People in Ferguson, Missouri didn’t protest recent high-profile election-related Supreme Court decisions like McCutcheon v. Federal Elections Commission (http://www.supremecourt.gov/opinions/13pdf/12-536_e1pf.pdf); Shelby County v. Holder (http://www.supremecourt.gov/opinions/12pdf/12-96_6k47.pdf); or Citizen’s United v. Federal Elections Commission (http://www.supremecourt.gov/opinions/09pdf/08-205.pdf). They protested a history of institutional racism in their community, and the visible consequence of that racism in the form of a dead unarmed black teenager who had been shot six times by a white city police officer.
But arguably, part of the reason why there is a history of institutional racism in Ferguson is because notwithstanding the fact that two-thirds of the town’s inhabitants are African-American, the city government and local law enforcement are dominated by whites, and that whites preserve their power because of the way that elections are conducted in Ferguson. http://www.washingtonpost.com/blogs/monkey-cage/wp/2014/08/15/how-ferguson-exposes-the-racial-bias-in-local-elections/
The Missouri GOP certainly understands the value of elections in preserving the Ferguson status-quo, given how angry they are that anyone would be so bold as to try to register the town’s citizens to vote. http://www.newrepublic.com/article/119141/ferguson-voter-registration-drive-infuriates-conservatives
Neither the State of Missouri nor any of the jurisdictions within that State were ever subject to the mandatory preclearance requirements imposed by Section 4 of the Voting Rights Act. It’s not as though annexations or changes in voting procedures in that community would ever have been preemptively reviewed for discriminatory effects. Nevertheless, both the City of Ferguson and the State of Missouri are (like all other jurisdictions in the U.S.) subject to civil and criminal prosecution for violations of civil rights laws generally, including the Voting Rights Act.

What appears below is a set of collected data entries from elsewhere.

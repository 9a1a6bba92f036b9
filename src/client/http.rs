//! HTTP Transport
//!
//! Drives the device's web interface: log in, scrape or post forms, log out.
//!
//! ## Pages
//! - `POST /login.html` with `pw=<password>` logs in and returns the status page
//! - `POST /` with `cte<N>=0|1` switches socket N
//! - `GET /login.html` logs out
//!
//! The status page carries the states as a JavaScript array
//! (`sockstates = [1,0,0,1];`) and the socket names as
//! `<h2 class="ener">name</h2>` headings, in socket order.

use std::collections::BTreeMap;
use std::time::Duration;

use reqwest::blocking::Client;

use super::{PowerStrip, StripStatus};
use crate::config::Config;
use crate::error::{EnergenieError, Result};
use crate::socket::Socket;

const STATES_MARKER: &str = "sockstates = ";
const NAME_BEGIN: &str = "<h2 class=\"ener\">";
const NAME_END: &str = "</h2>";

/// Client for the device's web interface
///
/// The device only accepts one logged-in browser at a time, so every
/// operation logs in first and logs out afterwards.
pub struct HttpClient {
    client: Client,
    address: String,
    password: String,
}

impl HttpClient {
    /// Create a client with default timeouts
    pub fn new(address: impl Into<String>, password: impl Into<String>) -> Result<Self> {
        let config = Config::builder().address(address).password(password).build();
        Self::from_config(&config)
    }

    /// Create a client from a full configuration
    ///
    /// reqwest has no separate read and write deadlines, so one request gets
    /// `Config::http_request_timeout`; `None` overrides reqwest's 30 s default.
    pub fn from_config(config: &Config) -> Result<Self> {
        config.validate()?;
        let client = Client::builder()
            .cookie_store(true)
            .connect_timeout(Duration::from_millis(config.connect_timeout_ms))
            .timeout(config.http_request_timeout())
            .build()?;

        Ok(Self {
            client,
            address: config.address.trim_end_matches('/').to_string(),
            password: config.password.clone(),
        })
    }

    fn url(&self, path: &str) -> String {
        format!("http://{}/{}", self.address, path)
    }

    /// Log in and return the status page
    fn login(&self) -> Result<String> {
        tracing::debug!("Logging in to {}", self.address);
        let page = self
            .client
            .post(self.url("login.html"))
            .form(&[("pw", self.password.as_str())])
            .send()?
            .error_for_status()?
            .text()?;
        Ok(page)
    }

    fn logout(&self) -> Result<()> {
        tracing::debug!("Logging out of {}", self.address);
        self.client
            .get(self.url("login.html"))
            .send()?
            .error_for_status()?
            .text()?;
        Ok(())
    }

    /// Run `op` inside a login session; logout happens even if `op` fails
    fn with_session<T>(&self, op: impl FnOnce(&str) -> Result<T>) -> Result<T> {
        let page = self.login()?;
        let result = op(&page);
        if let Err(e) = self.logout() {
            tracing::warn!("Logout from {} failed: {}", self.address, e);
        }
        result
    }

    fn switch_one(&self, socket: Socket, on: bool) -> Result<()> {
        let field = format!("cte{}", socket);
        let value = if on { "1" } else { "0" };
        tracing::debug!("Switching socket {} {}", socket, if on { "on" } else { "off" });

        self.client
            .post(self.url(""))
            .form(&[(field.as_str(), value)])
            .send()?
            .error_for_status()?
            .text()?;
        Ok(())
    }
}

impl PowerStrip for HttpClient {
    fn switch(&self, desired: &BTreeMap<Socket, bool>) -> Result<()> {
        self.with_session(|_| {
            desired
                .iter()
                .try_for_each(|(socket, on)| self.switch_one(*socket, *on))
        })
    }

    fn status(&self) -> Result<StripStatus> {
        self.with_session(|page| {
            let states = parse_states(page)?;
            let names = parse_names(page);
            Ok(StripStatus {
                states,
                names: Some(names),
            })
        })
    }
}

// =============================================================================
// Page Scraping
// =============================================================================

/// Extract `sockstates = [..]` from the status page
pub(crate) fn parse_states(page: &str) -> Result<BTreeMap<Socket, bool>> {
    let start = page
        .find(STATES_MARKER)
        .ok_or_else(|| EnergenieError::Protocol("status page has no socket states".to_string()))?;
    let rest = &page[start + STATES_MARKER.len()..];

    let open = rest.find('[');
    let close = rest.find(']');
    let raw = match (open, close) {
        (Some(open), Some(close)) if open < close => &rest[open + 1..close],
        _ => {
            return Err(EnergenieError::Protocol(
                "malformed socket state array".to_string(),
            ))
        }
    };

    let values: Vec<&str> = raw.split(',').map(str::trim).collect();
    if values.len() < Socket::COUNT {
        return Err(EnergenieError::Protocol(format!(
            "expected {} socket states, found {}",
            Socket::COUNT,
            values.len()
        )));
    }

    Ok(Socket::all()
        .zip(values)
        .map(|(socket, value)| (socket, value == "1"))
        .collect())
}

/// Extract the socket names from the status page
pub(crate) fn parse_names(page: &str) -> BTreeMap<Socket, String> {
    let mut names = BTreeMap::new();
    let mut pos = 0;

    for socket in Socket::all() {
        let Some(begin) = page[pos..].find(NAME_BEGIN) else {
            break;
        };
        let begin = pos + begin + NAME_BEGIN.len();
        let Some(end) = page[begin..].find(NAME_END) else {
            break;
        };
        let end = begin + end;

        names.insert(socket, page[begin..end].trim().to_string());
        pos = end + NAME_END.len();
    }

    names
}
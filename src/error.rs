//! Error types for energenie
//!
//! Provides a unified error type for all operations.

use thiserror::Error;

/// Result type alias using EnergenieError
pub type Result<T> = std::result::Result<T, EnergenieError>;

/// Unified error type for energenie operations
///
/// Every variant is terminal for the call that produced it: nothing is
/// retried and no partial result is returned.
#[derive(Debug, Error)]
pub enum EnergenieError {
    // -------------------------------------------------------------------------
    // Configuration Errors
    // -------------------------------------------------------------------------
    /// Invalid construction input, detected before any I/O
    #[error("Configuration error: {0}")]
    Config(String),

    /// Socket number or socket spec outside 1-4 (or unparsable)
    #[error("Invalid socket: {0}")]
    InvalidSocket(String),

    // -------------------------------------------------------------------------
    // Network Errors
    // -------------------------------------------------------------------------
    /// The session could not be established (resolve, refuse, connect timeout)
    #[error("Connection error: {0}")]
    Connection(String),

    /// A read or write inside an established session failed or came up short
    #[error("Protocol error: {0}")]
    Protocol(String),

    // -------------------------------------------------------------------------
    // HTTP Transport Errors
    // -------------------------------------------------------------------------
    /// The HTTP transport failed (connect, timeout, non-success status)
    #[error("HTTP error: {0}")]
    Http(#[from] reqwest::Error),
}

I think Ferguson’s special brand of Midwestern apartheid is as good an argument as any for establishing much more extensive Federal regulation of local elections, simultaneously answering those critics of the preclearance requirements of the Voting Rights Act that those requirements were selectively punitive towards Southern jurisdictions, while at the same time pushing other regional discrimination onto the Department of Justice’s radar.